Bizarre species sightings leave Floridians perplexed
In the last few months, fish and bird species have been popping up in places they're not normally found. These transients aren't arriving in huge numbers, just an oddity here and there -- an Arctic bird off St. Augustine Beach, an armored catfish normally in South America found in the Indian River Lagoon, spiny dogfish normally farther north found in Ponce de Leon Inlet.
"Something's going on in the North Atlantic," said Chuck Hunter, an Atlanta-based refuge biologist with the U.S. Fish and Wildlife Service.
But there isn't one explanation to account for the unusual sightings, bird and fish experts say. Some attribute them to the hurricanes while others point the finger at a cold-water phenomenon that started in 2003.
For the last few weeks at the Flagler Beach Pier, small hake fish have been jumping onto people's hooks. Identified as southern hake, the coldwater fish are common in Floridian estuaries, although not usually close to the shoreline, said Ed Matheson of the state's Fish and Wildlife Research Institute in St. Petersburg.
Bill Allgire, who works at Ocean Pier Bait & Tackle, says the fish, about 3 inches long, have been coming in mostly after dark. Some days, he'll see one small school of them; other days, they can be seen throughout the full length of the pier, he said.
"Nobody really wants them," he said. "They're just there."
Rich Paperno, research administrator with the Fish and Wildlife Institute, says it's still too early to tell how the hurricanes impacted wildlife.
"We've seen a lot of unusual things after the hurricanes, where the fresh water that was running off brought a lot of species that were running into the lagoons," Paperno said from the Indian River field laboratory.
Soon after last year's hurricanes, Paperno said, armored catfish normally found in South America were found in the Indian River lagoon.
Some have caught spiny dogfish -- a type of shark that's usually found north of Cape Cod in the winter -- swimming in Ponce Inlet and the Jacksonville area, said Eric Sander, who does recreational fishing surveys for the Florida Fish and Wildlife Conservation Commission.
Of Sander's 16 years of shark fishing, he said he has never caught a single spiny dogfish. Sander connects their arrival with cold-water temperatures reaching the low 50s. The chilly waters can be prompted by upwellings, a situation when persistent winds out of the south and southeast blow warm surface water out to sea.
But whatever caused these out-of-towners to visit, it's left some fishermen scratching their heads.
As for the one Arctic bird found in St. Augustine and the others reported in South Carolina, researchers are dumbfounded.
In December, a puffin was found off St. Augustine Beach and stayed alive for only 24 hours at a local wildlife rescue and rehabilitation center. It was the second puffin ever to be reported in Florida, said Andy Kratter, collections manager at the Florida Museum of Natural History.
"He was very thin, emaciated really," said Karen Lynch, president of Noah's Ark Wildlife Rescue and Rehabilitation in St. Augustine.
Kratter, who examined the remains of the puffin, said neither the hurricanes nor the cold water had anything to do with the puffin's unusual pilgrimage.
"Probably it just kept going, instead of stopping where it should have," Kratter said. "It went too far south. It could have been a storm. Its orientation was screwed up for some reason."
And while experts agree rare bird sightings are not uncommon in Florida, Kratter said, "it's still pretty much a mystery why birds get off tracking," although food or weather can be common factors.

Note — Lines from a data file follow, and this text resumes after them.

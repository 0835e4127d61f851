use std::fmt;
use std::path::PathBuf;
use std::str::FromStr;

use chrono::{DateTime, Utc};
use serde::{Deserialize, Deserializer, Serialize, Serializer};
use thiserror::Error;

/// Literal used on the wire for a value the remote job never reported.
pub const UNKNOWN: &str = "unknown";

/// Error returned when parsing one of the enums below from a string.
#[derive(Debug, Error, PartialEq, Eq)]
#[error("unknown {kind} '{value}' (expected one of: {expected})")]
pub struct ParseEnumError {
    pub kind: &'static str,
    pub value: String,
    pub expected: &'static str,
}

/// EC2 GPU instance types the provisioning workflow accepts
#[derive(Debug, Clone, Copy, PartialEq, Eq, Hash, Default, Serialize, Deserialize)]
#[cfg_attr(feature = "clap", derive(clap::ValueEnum))]
pub enum InstanceType {
    #[default]
    #[serde(rename = "g4dn.4xlarge")]
    #[cfg_attr(feature = "clap", value(name = "g4dn.4xlarge"))]
    G4dn4xlarge,
    #[serde(rename = "p3.2xlarge")]
    #[cfg_attr(feature = "clap", value(name = "p3.2xlarge"))]
    P32xlarge,
}

impl InstanceType {
    pub const ALL: [InstanceType; 2] = [InstanceType::G4dn4xlarge, InstanceType::P32xlarge];

    #[must_use]
    pub fn as_str(self) -> &'static str {
        match self {
            InstanceType::G4dn4xlarge => "g4dn.4xlarge",
            InstanceType::P32xlarge => "p3.2xlarge",
        }
    }
}

impl fmt::Display for InstanceType {
    fn fmt(&self, f: &mut fmt::Formatter<'_>) -> fmt::Result {
        f.write_str(self.as_str())
    }
}

impl FromStr for InstanceType {
    type Err = ParseEnumError;

    fn from_str(s: &str) -> Result<Self, Self::Err> {
        InstanceType::ALL
            .into_iter()
            .find(|t| t.as_str() == s)
            .ok_or_else(|| ParseEnumError {
                kind: "instance type",
                value: s.to_string(),
                expected: "g4dn.4xlarge, p3.2xlarge",
            })
    }
}

/// Operating system flavour of a dev instance
#[derive(Debug, Clone, Copy, PartialEq, Eq, Hash, Default, Serialize, Deserialize)]
#[serde(rename_all = "lowercase")]
#[cfg_attr(feature = "clap", derive(clap::ValueEnum))]
pub enum Os {
    #[default]
    Linux,
    Windows,
}

impl Os {
    /// Platform string the provisioning workflow expects in its `arch` input.
    #[must_use]
    pub fn arch(self) -> Arch {
        match self {
            Os::Linux => Arch::Linux64,
            Os::Windows => Arch::Win64,
        }
    }

    /// CUDA toolkit requested for this flavour. Windows images manage CUDA
    /// themselves, so the workflow receives `none`.
    #[must_use]
    pub fn cuda_version(self) -> &'static str {
        match self {
            Os::Linux => "12.4",
            Os::Windows => "none",
        }
    }
}

impl fmt::Display for Os {
    fn fmt(&self, f: &mut fmt::Formatter<'_>) -> fmt::Result {
        f.write_str(match self {
            Os::Linux => "linux",
            Os::Windows => "windows",
        })
    }
}

impl FromStr for Os {
    type Err = ParseEnumError;

    fn from_str(s: &str) -> Result<Self, Self::Err> {
        match s.to_ascii_lowercase().as_str() {
            "linux" => Ok(Os::Linux),
            "windows" => Ok(Os::Windows),
            _ => Err(ParseEnumError {
                kind: "os",
                value: s.to_string(),
                expected: "linux, windows",
            }),
        }
    }
}

/// Conda-style platform identifier
#[derive(Debug, Clone, Copy, PartialEq, Eq, Hash, Serialize, Deserialize)]
pub enum Arch {
    #[serde(rename = "linux-64")]
    Linux64,
    #[serde(rename = "win-64")]
    Win64,
}

impl Arch {
    #[must_use]
    pub fn as_str(self) -> &'static str {
        match self {
            Arch::Linux64 => "linux-64",
            Arch::Win64 => "win-64",
        }
    }
}

impl fmt::Display for Arch {
    fn fmt(&self, f: &mut fmt::Formatter<'_>) -> fmt::Result {
        f.write_str(self.as_str())
    }
}

/// A value parsed out of a workflow run, or an explicit "unknown".
///
/// Serialised as the plain string, with `Unknown` written as `"unknown"`.
#[derive(Debug, Clone, PartialEq, Eq, Default)]
pub enum Field {
    Known(String),
    #[default]
    Unknown,
}

impl Field {
    #[must_use]
    pub fn known(&self) -> Option<&str> {
        match self {
            Field::Known(v) => Some(v),
            Field::Unknown => None,
        }
    }

    #[must_use]
    pub fn is_known(&self) -> bool {
        matches!(self, Field::Known(_))
    }
}

impl From<Option<String>> for Field {
    fn from(value: Option<String>) -> Self {
        value.map_or(Field::Unknown, Field::Known)
    }
}

impl fmt::Display for Field {
    fn fmt(&self, f: &mut fmt::Formatter<'_>) -> fmt::Result {
        f.write_str(self.known().unwrap_or(UNKNOWN))
    }
}

impl Serialize for Field {
    fn serialize<S: Serializer>(&self, serializer: S) -> Result<S::Ok, S::Error> {
        serializer.serialize_str(self.known().unwrap_or(UNKNOWN))
    }
}

impl<'de> Deserialize<'de> for Field {
    fn deserialize<D: Deserializer<'de>>(deserializer: D) -> Result<Self, D::Error> {
        let raw = Option::<String>::deserialize(deserializer)?;
        Ok(match raw {
            Some(v) if v != UNKNOWN && !v.is_empty() => Field::Known(v),
            _ => Field::Unknown,
        })
    }
}

/// Details of a provisioned dev instance
#[derive(Debug, Clone, PartialEq, Eq, Default, Serialize, Deserialize)]
pub struct InstanceResult {
    pub instance_id: Field,
    pub ip_address: Field,
    pub instance_type: Field,
    pub arch: Field,
}

impl InstanceResult {
    /// Names of the fields the run never reported.
    #[must_use]
    pub fn missing_fields(&self) -> Vec<&'static str> {
        [
            ("instance_id", &self.instance_id),
            ("ip_address", &self.ip_address),
            ("instance_type", &self.instance_type),
            ("arch", &self.arch),
        ]
        .into_iter()
        .filter(|(_, field)| !field.is_known())
        .map(|(name, _)| name)
        .collect()
    }
}

/// Outcome of a package signing run
#[derive(Debug, Clone, PartialEq, Eq, Default, Serialize, Deserialize)]
pub struct SignResult {
    pub run_id: u64,
    pub channel: String,
    /// Where the job published the signed packages.
    pub location: Field,
    /// Number of packages the job reports having signed.
    pub signed_count: Field,
    pub repodata_generated: bool,
    /// Names of the artifacts attached to the run.
    #[serde(default)]
    pub artifacts: Vec<String>,
    /// Local files unpacked from those artifacts, when a download dir was given.
    #[serde(default)]
    pub files: Vec<PathBuf>,
}

impl SignResult {
    #[must_use]
    pub fn missing_fields(&self) -> Vec<&'static str> {
        [("location", &self.location), ("signed_count", &self.signed_count)]
            .into_iter()
            .filter(|(_, field)| !field.is_known())
            .map(|(name, _)| name)
            .collect()
    }
}

/// Outcome of a stop/teardown run
#[derive(Debug, Clone, PartialEq, Eq, Serialize, Deserialize)]
pub struct StopResult {
    pub run_id: u64,
    pub instance_id: String,
}

/// A dispatched run whose id has been resolved but which may still be running.
#[derive(Debug, Clone, PartialEq, Eq, Serialize, Deserialize)]
pub struct TriggeredRun {
    pub run_id: u64,
    pub workflow: String,
    pub dispatched_at: DateTime<Utc>,
}

/// Coarse job state reported to tool callers
#[derive(Debug, Clone, PartialEq, Eq, Serialize, Deserialize)]
#[serde(tag = "status", rename_all = "snake_case")]
pub enum JobStatusReport {
    Ready {
        message: String,
    },
    InProgress {
        workflow_status: String,
        workflow_conclusion: Option<String>,
    },
    Failed {
        error: String,
    },
}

Sometimes, butterfly fish, who live in Florida, find their way to New Jersey estuaries, Matheson said.
"These are babies that get caught in the Gulf Stream and go up there," Matheson said.
He speculated that the southern hake spotted at the Flagler Beach Pier were probably the scattered young also. When a coldwater upwelling occurs, the water brings in cooler water fish, Matheson said.
And if last summer's hurricanes have anything to do with the bizarre sightings, researchers say it'll take time to figure that out.
"Many of the effects are going to be long-term effects," Paperno said. "We won't (understand) this for several years down the road."